━━━ Records for the task ━━━
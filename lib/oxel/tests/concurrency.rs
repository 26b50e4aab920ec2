#![cfg(test)]
#![allow(clippy::panic_in_result_fn)]

use oxel::{
    Axiom, CancellationToken, ClassExpression, ClassId, Individual, ObjectProperty,
    OntologyIndex, OwlClass, Reasoner, ReasonerConfig, ReasonerError, SaturationObserver,
};
use oxrdf::NamedNode;
use std::sync::Arc;
use std::sync::atomic::{AtomicUsize, Ordering};

const CLASS_COUNT: usize = 120;
const PROPERTY_COUNT: usize = 4;
const INDIVIDUAL_COUNT: usize = 10;

fn class(i: usize) -> OwlClass {
    OwlClass::new(NamedNode::new_unchecked(format!("http://example.com/C{i}")))
}

fn property(i: usize) -> ObjectProperty {
    ObjectProperty::new(NamedNode::new_unchecked(format!("http://example.com/r{i}")))
}

fn individual(i: usize) -> Individual {
    Individual::new(NamedNode::new_unchecked(format!("http://example.com/i{i}")))
}

/// Linear congruential generator, enough to get a reproducible ontology.
struct Lcg(u64);

impl Lcg {
    fn next(&mut self, bound: usize) -> usize {
        self.0 = self
            .0
            .wrapping_mul(6_364_136_223_846_793_005)
            .wrapping_add(1_442_695_040_888_963_407);
        usize::try_from(self.0 >> 33).unwrap() % bound
    }

    fn class(&mut self) -> ClassExpression {
        class(self.next(CLASS_COUNT)).into()
    }

    fn some(&mut self) -> ClassExpression {
        ClassExpression::some_values_from(property(self.next(PROPERTY_COUNT)), self.class())
    }
}

fn generate(seed: u64) -> Vec<Axiom> {
    let mut random = Lcg(seed);
    let mut axioms = vec![
        Axiom::sub_object_property_of(property(0), property(1)),
        Axiom::TransitiveObjectProperty(property(1).into()),
        Axiom::SubPropertyChainOf {
            property_chain: vec![property(2).into(), property(0).into()],
            super_property: property(3).into(),
        },
    ];
    for i in 0..CLASS_COUNT {
        let sub = ClassExpression::from(class(i));
        match random.next(6) {
            0 | 1 => axioms.push(Axiom::sub_class_of(sub, random.class())),
            2 => axioms.push(Axiom::sub_class_of(sub, random.some())),
            3 => axioms.push(Axiom::sub_class_of(random.some(), sub)),
            4 => axioms.push(Axiom::sub_class_of(
                ClassExpression::intersection([random.class(), random.class()]),
                sub,
            )),
            _ => axioms.push(Axiom::EquivalentClasses(vec![
                sub,
                ClassExpression::intersection([random.class(), random.some()]),
            ])),
        }
    }
    // Fillers only reached during the saturation
    for i in 0..10 {
        axioms.push(Axiom::sub_class_of(
            class(i).into(),
            ClassExpression::some_values_from(
                property(3),
                ClassExpression::intersection([class(i + 1).into(), class(i + 2).into()]),
            ),
        ));
    }
    for i in 0..INDIVIDUAL_COUNT {
        axioms.push(Axiom::class_assertion(random.class(), individual(i)));
        axioms.push(Axiom::ObjectPropertyAssertion {
            property: property(random.next(PROPERTY_COUNT)).into(),
            source: individual(i),
            target: individual(random.next(INDIVIDUAL_COUNT)),
        });
    }
    axioms
}

fn classification(reasoner: &mut Reasoner) -> Result<Vec<Vec<OwlClass>>, ReasonerError> {
    let mut result = Vec::new();
    for i in 0..CLASS_COUNT {
        result.push(reasoner.super_classes(&class(i), false)?);
    }
    for i in 0..INDIVIDUAL_COUNT {
        result.push(reasoner.types(&individual(i), false)?);
    }
    Ok(result)
}

fn reasoner(axioms: &[Axiom], config: ReasonerConfig) -> Result<Reasoner, ReasonerError> {
    let mut reasoner = Reasoner::with_config(config);
    for axiom in axioms {
        reasoner.add_axiom(axiom.clone())?;
    }
    Ok(reasoner)
}

#[test]
fn test_worker_count_does_not_change_results() -> Result<(), ReasonerError> {
    for seed in [1, 7, 42] {
        let axioms = generate(seed);
        let expected = classification(&mut reasoner(
            &axioms,
            ReasonerConfig::default().sequential(),
        )?)?;
        for workers in [2, 4, 8] {
            let mut parallel = reasoner(&axioms, ReasonerConfig::default().with_workers(workers))?;
            assert_eq!(
                classification(&mut parallel)?,
                expected,
                "seed {seed} with {workers} workers"
            );
        }
    }
    Ok(())
}

#[test]
fn test_parallel_saturation_is_repeatable() -> Result<(), ReasonerError> {
    let axioms = generate(3);
    let mut first = reasoner(&axioms, ReasonerConfig::default().with_workers(4))?;
    let mut second = reasoner(&axioms, ReasonerConfig::default().with_workers(4))?;
    first.classify()?;
    second.classify()?;
    let count = |reasoner: &Reasoner| {
        reasoner
            .saturation_state()
            .contexts()
            .iter()
            .map(|context| context.subsumers().len())
            .sum::<usize>()
    };
    assert_eq!(count(&first), count(&second));
    assert_eq!(first.saturation_state().len(), second.saturation_state().len());
    assert!(
        first
            .saturation_state()
            .contexts()
            .iter()
            .all(|context| context.is_saturated())
    );
    Ok(())
}

/// Cancels the token once a given number of contexts have been created.
struct CancelAfter {
    token: CancellationToken,
    limit: usize,
    created: AtomicUsize,
}

impl SaturationObserver for CancelAfter {
    fn context_created(&self, _root: ClassId) {
        if self.created.fetch_add(1, Ordering::Relaxed) + 1 == self.limit {
            self.token.cancel();
        }
    }
}

fn cancelled_then_resumed(workers: usize) -> Result<(), ReasonerError> {
    let axioms = generate(11);
    let expected = classification(&mut reasoner(
        &axioms,
        ReasonerConfig::default().sequential(),
    )?)?;
    let mut index = OntologyIndex::new();
    for axiom in &axioms {
        index.index_axiom(axiom)?;
    }
    let submitted = index.named_classes().count() + index.individuals().count();

    // Interrupted while the roots are submitted, then during the saturation itself
    for limit in [20, submitted + 5] {
        let token = CancellationToken::new();
        let observer = Arc::new(CancelAfter {
            token: token.clone(),
            limit,
            created: AtomicUsize::new(0),
        });
        let mut reasoner = reasoner(
            &axioms,
            ReasonerConfig::default()
                .with_workers(workers)
                .with_observer(observer),
        )?
        .with_cancellation_token(token.clone());
        assert!(matches!(
            reasoner.classify(),
            Err(ReasonerError::Interrupted)
        ));
        assert!(token.is_cancelled());
        // The token is not cleared by the reasoner
        assert!(matches!(
            reasoner.is_consistent(),
            Err(ReasonerError::Interrupted)
        ));

        token.reset();
        assert_eq!(classification(&mut reasoner)?, expected, "cancelled after {limit}");
    }
    Ok(())
}

#[test]
fn test_cancelled_classification_resumes() -> Result<(), ReasonerError> {
    cancelled_then_resumed(1)
}

#[test]
fn test_cancelled_parallel_classification_resumes() -> Result<(), ReasonerError> {
    cancelled_then_resumed(4)
}

#[test]
fn test_changes_after_cancellation() -> Result<(), ReasonerError> {
    let axioms = generate(5);
    let (first, second) = axioms.split_at(axioms.len() / 2);

    let token = CancellationToken::new();
    let mut reasoner = reasoner(first, ReasonerConfig::default().with_workers(2))?
        .with_cancellation_token(token.clone());
    token.cancel();
    assert!(matches!(
        reasoner.classify(),
        Err(ReasonerError::Interrupted)
    ));
    token.reset();
    for axiom in second {
        reasoner.add_axiom(axiom.clone())?;
    }
    reasoner.remove_axiom(&first[first.len() - 1])?;

    let mut remaining = axioms.clone();
    remaining.remove(first.len() - 1);
    let expected = classification(&mut self::reasoner(
        &remaining,
        ReasonerConfig::default().sequential(),
    )?)?;
    assert_eq!(classification(&mut reasoner)?, expected);
    Ok(())
}

#[test]
fn test_class_removed_after_cancellation() -> Result<(), ReasonerError> {
    let removed = Axiom::sub_class_of(class(0).into(), class(1).into());
    let kept = Axiom::sub_class_of(class(2).into(), class(3).into());
    for workers in [1, 4] {
        let token = CancellationToken::new();
        let mut reasoner = reasoner(
            &[removed.clone(), kept.clone()],
            ReasonerConfig::default().with_workers(workers),
        )?
        .with_cancellation_token(token.clone());
        token.cancel();
        assert!(matches!(
            reasoner.classify(),
            Err(ReasonerError::Interrupted)
        ));
        token.reset();
        // C0 and C1 leave the index while their contexts still have pending conclusions
        assert!(reasoner.remove_axiom(&removed)?);
        assert!(reasoner.index().class_id(&class(0)).is_none());
        reasoner.classify()?;
        reasoner.validate_saturation_graph()?;

        let mut fresh = self::reasoner(
            std::slice::from_ref(&kept),
            ReasonerConfig::default().sequential(),
        )?;
        for i in 0..4 {
            assert_eq!(
                reasoner.super_classes(&class(i), false)?,
                fresh.super_classes(&class(i), false)?,
                "C{i} with {workers} workers"
            );
        }
        assert!(reasoner.is_consistent()?);
    }
    Ok(())
}

#[test]
fn test_class_removed_during_interrupted_saturation() -> Result<(), ReasonerError> {
    let axioms = generate(13);
    let extra = Axiom::sub_class_of(
        OwlClass::new(NamedNode::new_unchecked("http://example.com/Orphan")).into(),
        ClassExpression::some_values_from(property(0), class(5).into()),
    );
    let mut all = axioms.clone();
    all.push(extra.clone());
    let expected = classification(&mut self::reasoner(
        &axioms,
        ReasonerConfig::default().sequential(),
    )?)?;

    let token = CancellationToken::new();
    let observer = Arc::new(CancelAfter {
        token: token.clone(),
        limit: CLASS_COUNT + INDIVIDUAL_COUNT + 5,
        created: AtomicUsize::new(0),
    });
    let mut reasoner = reasoner(
        &all,
        ReasonerConfig::default()
            .with_workers(4)
            .with_observer(observer),
    )?
    .with_cancellation_token(token.clone());
    assert!(matches!(
        reasoner.classify(),
        Err(ReasonerError::Interrupted)
    ));
    token.reset();
    assert!(reasoner.remove_axiom(&extra)?);
    reasoner.validate_saturation_graph()?;
    assert_eq!(classification(&mut reasoner)?, expected);
    Ok(())
}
━━━
* _About this exercise_: The lines that mention the word "next" should be pulled from the records above.

* _Written solution_:
    fn next(&mut self, bound: usize) -> usize {
        class(self.next(CLASS_COUNT)).into()
        ClassExpression::some_values_from(property(self.next(PROPERTY_COUNT)), self.class())
        match random.next(6) {
            property: property(random.next(PROPERTY_COUNT)).into(),
            target: individual(random.next(INDIVIDUAL_COUNT)),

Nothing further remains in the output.